Springfield is a town in Windsor County, Vermont, United States. The population was 9,373 at the 2010 census.
One of the New Hampshire grants, the township was chartered on August 20, 1761 by Governor Benning Wentworth and awarded to Gideon Lyman and 61 others. Although Springfield's alluvial flats made it among the best agricultural towns in the state, the Black River falls, which drop 110 feet (33.5 m) in 1/8 of a mile (201 m), helped it develop into a mill town. Springfield was located in the center of the Precision Valley region, home of the Vermont machine tool industry.

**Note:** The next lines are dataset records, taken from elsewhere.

//! Container backend implementation.
//!
//! Drives containers through a docker-compatible CLI:
//!
//! ```text
//! docker version --format {{.Server.Version}}
//! docker inspect <id>
//! docker stats --no-stream --format {{json .}} <id>
//! docker start|stop <id>
//! docker pull|rmi <image>
//! docker ps --no-trunc --format {{json .}}
//! ```

use std::sync::Arc;

use async_trait::async_trait;
use tracing::{debug, info, warn};

use crate::command::{CommandRunner, CommandSpec, ExecutionResult, OperationContext};
use crate::error::{AgentError, Result};
use crate::runtime::{BackendKind, Workload, WorkloadBackend, WorkloadDescriptor};
use crate::status::{now_millis, BackendHealth, StatusRegistry, WorkloadState, WorkloadStatus};

use super::inspect::{self, ContainerInspect};

/// Default container CLI binary.
pub const DEFAULT_CONTAINER_CLI: &str = "docker";

const JSON_FORMAT: &str = "{{json .}}";
const SERVER_VERSION_FORMAT: &str = "{{.Server.Version}}";

/// Configuration for the container backend.
#[derive(Debug, Clone)]
pub struct ContainerConfig {
    /// Container CLI binary.
    pub cli: String,
}

impl Default for ContainerConfig {
    fn default() -> Self {
        Self {
            cli: DEFAULT_CONTAINER_CLI.to_string(),
        }
    }
}

/// Container workload backend.
pub struct ContainerBackend {
    config: ContainerConfig,
    runner: Arc<dyn CommandRunner>,
    status: Arc<StatusRegistry>,
}

impl ContainerBackend {
    pub fn new(
        config: ContainerConfig,
        runner: Arc<dyn CommandRunner>,
        status: Arc<StatusRegistry>,
    ) -> Self {
        info!(cli = %config.cli, "Creating container backend");
        Self {
            config,
            runner,
            status,
        }
    }

    pub fn config(&self) -> &ContainerConfig {
        &self.config
    }

    fn cli(&self) -> CommandSpec {
        CommandSpec::new(&self.config.cli)
    }

    /// Run a CLI command and require a zero exit code.
    async fn run_checked(&self, command: CommandSpec, ctx: &OperationContext) -> Result<ExecutionResult> {
        debug!(command = %command, "Running container CLI");
        let result = self.runner.run(&command, ctx).await?;
        if result.success() {
            return Ok(result);
        }
        Err(classify_failure(&command, &result))
    }

    /// Inspect a container; `None` if the CLI reports no such container.
    async fn inspect(&self, id: &str, ctx: &OperationContext) -> Result<Option<ContainerInspect>> {
        let command = self.cli().arg("inspect").arg(id);
        let result = self.runner.run(&command, ctx).await?;
        if !result.success() {
            if is_missing(result.stderr()) {
                return Ok(None);
            }
            return Err(classify_failure(&command, &result));
        }
        inspect::parse_inspect(result.stdout()).map(Some)
    }

    async fn sample_usage(&self, id: &str, ctx: &OperationContext) -> Result<inspect::ContainerUsage> {
        let command = self
            .cli()
            .arg("stats")
            .arg("--no-stream")
            .arg("--format")
            .arg(JSON_FORMAT)
            .arg(id);
        let result = self.run_checked(command, ctx).await?;
        inspect::parse_stats(result.stdout())
    }

    fn record_failure(&self, id: &str, op: &str, e: &AgentError) {
        warn!(container = %id, op = op, error = %e, "Container operation failed");
        self.status
            .update_workload(id, |status| status.state = WorkloadState::Failed);
    }
}

#[async_trait]
impl WorkloadBackend for ContainerBackend {
    fn kind(&self) -> BackendKind {
        BackendKind::Container
    }

    async fn connect(&self, ctx: &OperationContext) -> Result<()> {
        let command = self
            .cli()
            .arg("version")
            .arg("--format")
            .arg(SERVER_VERSION_FORMAT);

        let outcome = match self.runner.run(&command, ctx).await {
            Ok(result) if result.success() => Ok(result.stdout().trim().to_string()),
            Ok(result) => Err(AgentError::Connection(format!(
                "container daemon unavailable: {}",
                result.stderr().trim()
            ))),
            Err(e) => Err(AgentError::Connection(e.to_string())),
        };

        match outcome {
            Ok(version) => {
                info!(version = %version, "Connected to container daemon");
                self.status.set_backend_health(BackendHealth::Running);
                Ok(())
            }
            Err(e) => {
                warn!(error = %e, "Failed to connect to container daemon");
                self.status.set_backend_health(BackendHealth::Error);
                Err(e)
            }
        }
    }

    async fn is_connected(&self, ctx: &OperationContext) -> bool {
        let command = self
            .cli()
            .arg("version")
            .arg("--format")
            .arg(SERVER_VERSION_FORMAT);
        matches!(self.runner.run(&command, ctx).await, Ok(result) if result.success())
    }

    async fn status(&self, id: &str, ctx: &OperationContext) -> Result<WorkloadStatus> {
        let Some(container) = self.inspect(id, ctx).await? else {
            debug!(container = %id, "Container not present");
            return Ok(self.status.update_workload(id, |status| {
                if status.state != WorkloadState::Failed {
                    status.mark_stopped();
                }
            }));
        };

        let observed = container.workload_state();
        debug!(container = %id, observed = %observed, "Status queried");

        if observed != WorkloadState::Running {
            return Ok(self.status.update_workload(id, |status| match observed {
                WorkloadState::Stopped if status.state == WorkloadState::Failed => {}
                WorkloadState::Stopped => status.mark_stopped(),
                other => status.state = other,
            }));
        }

        let started = container.started_at_millis().unwrap_or_else(now_millis);
        let usage = match self.sample_usage(id, ctx).await {
            Ok(usage) => Some(usage),
            Err(e) => {
                warn!(container = %id, error = %e, "Failed to sample container usage");
                None
            }
        };

        Ok(self.status.update_workload(id, |status| {
            status.state = WorkloadState::Running;
            status.start_time = started;
            if let Some(usage) = usage {
                status.cpu_usage = usage.cpu_percent;
                status.memory_usage = usage.memory_bytes;
            }
        }))
    }

    async fn start(&self, id: &str, ctx: &OperationContext) -> Result<WorkloadStatus> {
        info!(container = %id, "Starting container");
        self.status
            .update_workload(id, |status| status.state = WorkloadState::Starting);

        let command = self.cli().arg("start").arg(id);
        if let Err(e) = self.run_checked(command, ctx).await {
            self.record_failure(id, "start", &e);
            return Err(e);
        }

        let started = match self.inspect(id, ctx).await {
            Ok(Some(container)) => container.started_at_millis(),
            Ok(None) => None,
            Err(e) => {
                warn!(container = %id, error = %e, "Failed to inspect started container");
                None
            }
        };

        info!(container = %id, "Container started");
        let now = now_millis();
        Ok(self.status.update_workload(id, |status| {
            status.mark_running(now);
            if let Some(started) = started {
                status.start_time = started;
            }
        }))
    }

    async fn stop(&self, id: &str, ctx: &OperationContext) -> Result<()> {
        info!(container = %id, "Stopping container");
        self.status
            .update_workload(id, |status| status.state = WorkloadState::Stopping);

        let command = self.cli().arg("stop").arg(id);
        match self.run_checked(command, ctx).await {
            Ok(_) => {
                info!(container = %id, "Container stopped");
                self.status.update_workload(id, |status| status.mark_stopped());
                Ok(())
            }
            Err(e) => {
                self.record_failure(id, "stop", &e);
                Err(e)
            }
        }
    }

    async fn pull_image(&self, image: &str, ctx: &OperationContext) -> Result<()> {
        info!(image = %image, "Pulling image");
        self.run_checked(self.cli().arg("pull").arg(image), ctx)
            .await?;
        Ok(())
    }

    async fn remove_image(&self, image: &str, ctx: &OperationContext) -> Result<()> {
        info!(image = %image, "Removing image");
        self.run_checked(self.cli().arg("rmi").arg(image), ctx)
            .await?;
        Ok(())
    }

    async fn list(&self, ctx: &OperationContext) -> Result<Vec<WorkloadDescriptor>> {
        let command = self
            .cli()
            .arg("ps")
            .arg("--no-trunc")
            .arg("--format")
            .arg(JSON_FORMAT);
        let result = self.run_checked(command, ctx).await?;

        Ok(inspect::parse_ps(result.stdout())?
            .into_iter()
            .map(|entry| WorkloadDescriptor {
                id: entry.name,
                runtime_id: Some(entry.id),
                image: entry.image,
                state: entry.state,
                address: None,
            })
            .collect())
    }

    async fn ports_match(&self, workload: &Workload, ctx: &OperationContext) -> Result<bool> {
        let Some(container) = self.inspect(&workload.id, ctx).await? else {
            return Ok(false);
        };
        Ok(container.port_set() == workload.port_set())
    }
}

fn is_missing(stderr: &str) -> bool {
    stderr.contains("No such object") || stderr.contains("No such container")
}

fn is_daemon_unreachable(stderr: &str) -> bool {
    stderr.contains("Cannot connect to the Docker daemon")
        || stderr.contains("Is the docker daemon running")
}

fn classify_failure(command: &CommandSpec, result: &ExecutionResult) -> AgentError {
    let stderr = result.stderr().trim();
    if is_daemon_unreachable(stderr) {
        return AgentError::Connection(stderr.to_string());
    }
    AgentError::Execution(format!(
        "`{command}` exited with {}: {stderr}",
        result.exit_code()
    ))
}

In 1888, the Jones and Lamson Machine Tool Company (J&L) moved to Springfield from Windsor, Vermont under the successful leadership of James Hartness. Gaining international renown for precision and innovation, J&L ushered in a new era of precision manufacturing in the area. Edwin R. Fellows co-founded the Fellows Gear Shaper Company here in 1896. As knowledge and infrastructure grew to support precision machining, other companies such as the Bryant Chucking Grinder Company and Lovejoy Tool formed, grew, and provided much of the economic engine. Springfield Telescope Makers, the oldest amateur telescope makers' club in the United States, has been headquartered in Springfield since its inception in 1920. The club's clubhouse, Stellafane, has hosted a convention for the geographically scattered club since 1927. During World War II, Springfield's production of machine tools was of such importance to the American war effort that the US government ranked Springfield (together with the Cone at Windsor) as the seventh most important bombing target in the country.